== The problem ==
Write down every entry once more, exactly as it reads.

━━ Data shown ━━

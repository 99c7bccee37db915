//! In-memory store, for tests and ephemeral runs.

use std::collections::{BTreeMap, HashMap};

use async_trait::async_trait;
use parking_lot::RwLock;

use crate::error::StoreResult;
use crate::store::DurableStore;
use crate::types::{validate_id, validate_path, DurableRecord, Page, StoredArtifact};

#[derive(Debug, Default)]
pub struct MemoryStore {
    records: RwLock<HashMap<String, DurableRecord>>,
    artifacts: RwLock<HashMap<String, BTreeMap<String, String>>>,
}

impl MemoryStore {
    pub fn new() -> Self {
        Self::default()
    }
}

#[async_trait]
impl DurableStore for MemoryStore {
    async fn put_record(&self, record: &DurableRecord) -> StoreResult<()> {
        validate_id(&record.id)?;
        self.records
            .write()
            .insert(record.id.clone(), record.clone());
        Ok(())
    }

    async fn get_record(&self, id: &str) -> StoreResult<Option<DurableRecord>> {
        Ok(self.records.read().get(id).cloned())
    }

    async fn list_records(&self, page: usize, page_size: usize) -> StoreResult<Page<DurableRecord>> {
        let mut records: Vec<DurableRecord> = self.records.read().values().cloned().collect();
        records.sort_by(|a, b| b.created_at.cmp(&a.created_at).then_with(|| a.id.cmp(&b.id)));
        Ok(Page::paginate(&records, page, page_size))
    }

    async fn put_artifact(&self, id: &str, path: &str, content: &str) -> StoreResult<()> {
        validate_id(id)?;
        validate_path(path)?;
        self.artifacts
            .write()
            .entry(id.to_string())
            .or_default()
            .insert(path.to_string(), content.to_string());
        Ok(())
    }

    async fn get_artifact(&self, id: &str, path: &str) -> StoreResult<Option<String>> {
        Ok(self
            .artifacts
            .read()
            .get(id)
            .and_then(|files| files.get(path))
            .cloned())
    }

    async fn list_artifacts(&self, id: &str) -> StoreResult<Vec<StoredArtifact>> {
        Ok(self
            .artifacts
            .read()
            .get(id)
            .map(|files| {
                files
                    .iter()
                    .map(|(path, content)| StoredArtifact::new(path.clone(), content.clone()))
                    .collect()
            })
            .unwrap_or_default())
    }

    async fn delete(&self, id: &str) -> StoreResult<bool> {
        let had_record = self.records.write().remove(id).is_some();
        let had_files = self.artifacts.write().remove(id).is_some();
        Ok(had_record || had_files)
    }
}

#[cfg(test)]
mod tests {
    use super::*;
    use chrono::{Duration, Utc};

    #[tokio::test]
    async fn test_newest_first() {
        let store = MemoryStore::new();
        let mut old = DurableRecord::new("old", "https://a.dev", "/p");
        old.created_at = Utc::now() - Duration::hours(1);
        store.put_record(&old).await.unwrap();
        store
            .put_record(&DurableRecord::new("new", "https://b.dev", "/p"))
            .await
            .unwrap();

        let page = store.list_records(1, 10).await.unwrap();
        let ids: Vec<&str> = page.items.iter().map(|r| r.id.as_str()).collect();
        assert_eq!(ids, vec!["new", "old"]);
    }

    #[tokio::test]
    async fn test_artifacts_sorted_by_path() {
        let store = MemoryStore::new();
        store.put_artifact("c", "z.tsx", "z").await.unwrap();
        store.put_artifact("c", "a.tsx", "a").await.unwrap();
        let paths: Vec<String> = store
            .list_artifacts("c")
            .await
            .unwrap()
            .into_iter()
            .map(|a| a.path)
            .collect();
        assert_eq!(paths, vec!["a.tsx", "z.tsx"]);
    }
}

━━━

== Answer for the task ==
repository 99c7bccee37db915
//! In-memory store, for tests and ephemeral runs.

use std::collections::{BTreeMap, HashMap};

use async_trait::async_trait;
use parking_lot::RwLock;

use crate::error::StoreResult;
use crate::store::DurableStore;
use crate::types::{validate_id, validate_path, DurableRecord, Page, StoredArtifact};

#[derive(Debug, Default)]
pub struct MemoryStore {
    records: RwLock<HashMap<String, DurableRecord>>,
    artifacts: RwLock<HashMap<String, BTreeMap<String, String>>>,
}

impl MemoryStore {
    pub fn new() -> Self {
        Self::default()
    }
}

#[async_trait]
impl DurableStore for MemoryStore {
    async fn put_record(&self, record: &DurableRecord) -> StoreResult<()> {
        validate_id(&record.id)?;
        self.records
            .write()
            .insert(record.id.clone(), record.clone());
        Ok(())
    }

    async fn get_record(&self, id: &str) -> StoreResult<Option<DurableRecord>> {
        Ok(self.records.read().get(id).cloned())
    }

    async fn list_records(&self, page: usize, page_size: usize) -> StoreResult<Page<DurableRecord>> {
        let mut records: Vec<DurableRecord> = self.records.read().values().cloned().collect();
        records.sort_by(|a, b| b.created_at.cmp(&a.created_at).then_with(|| a.id.cmp(&b.id)));
        Ok(Page::paginate(&records, page, page_size))
    }

    async fn put_artifact(&self, id: &str, path: &str, content: &str) -> StoreResult<()> {
        validate_id(id)?;
        validate_path(path)?;
        self.artifacts
            .write()
            .entry(id.to_string())
            .or_default()
            .insert(path.to_string(), content.to_string());
        Ok(())
    }

    async fn get_artifact(&self, id: &str, path: &str) -> StoreResult<Option<String>> {
        Ok(self
            .artifacts
            .read()
            .get(id)
            .and_then(|files| files.get(path))
            .cloned())
    }

    async fn list_artifacts(&self, id: &str) -> StoreResult<Vec<StoredArtifact>> {
        Ok(self
            .artifacts
            .read()
            .get(id)
            .map(|files| {
                files
                    .iter()
                    .map(|(path, content)| StoredArtifact::new(path.clone(), content.clone()))
                    .collect()
            })
            .unwrap_or_default())
    }

    async fn delete(&self, id: &str) -> StoreResult<bool> {
        let had_record = self.records.write().remove(id).is_some();
        let had_files = self.artifacts.write().remove(id).is_some();
        Ok(had_record || had_files)
    }
}

#[cfg(test)]
mod tests {
    use super::*;
    use chrono::{Duration, Utc};

    #[tokio::test]
    async fn test_newest_first() {
        let store = MemoryStore::new();
        let mut old = DurableRecord::new("old", "https://a.dev", "/p");
        old.created_at = Utc::now() - Duration::hours(1);
        store.put_record(&old).await.unwrap();
        store
            .put_record(&DurableRecord::new("new", "https://b.dev", "/p"))
            .await
            .unwrap();

        let page = store.list_records(1, 10).await.unwrap();
        let ids: Vec<&str> = page.items.iter().map(|r| r.id.as_str()).collect();
        assert_eq!(ids, vec!["new", "old"]);
    }

    #[tokio::test]
    async fn test_artifacts_sorted_by_path() {
        let store = MemoryStore::new();
        store.put_artifact("c", "z.tsx", "z").await.unwrap();
        store.put_artifact("c", "a.tsx", "a").await.unwrap();
        let paths: Vec<String> = store
            .list_artifacts("c")
            .await
            .unwrap()
            .into_iter()
            .map(|a| a.path)
            .collect();
        assert_eq!(paths, vec!["a.tsx", "z.tsx"]);
    }
}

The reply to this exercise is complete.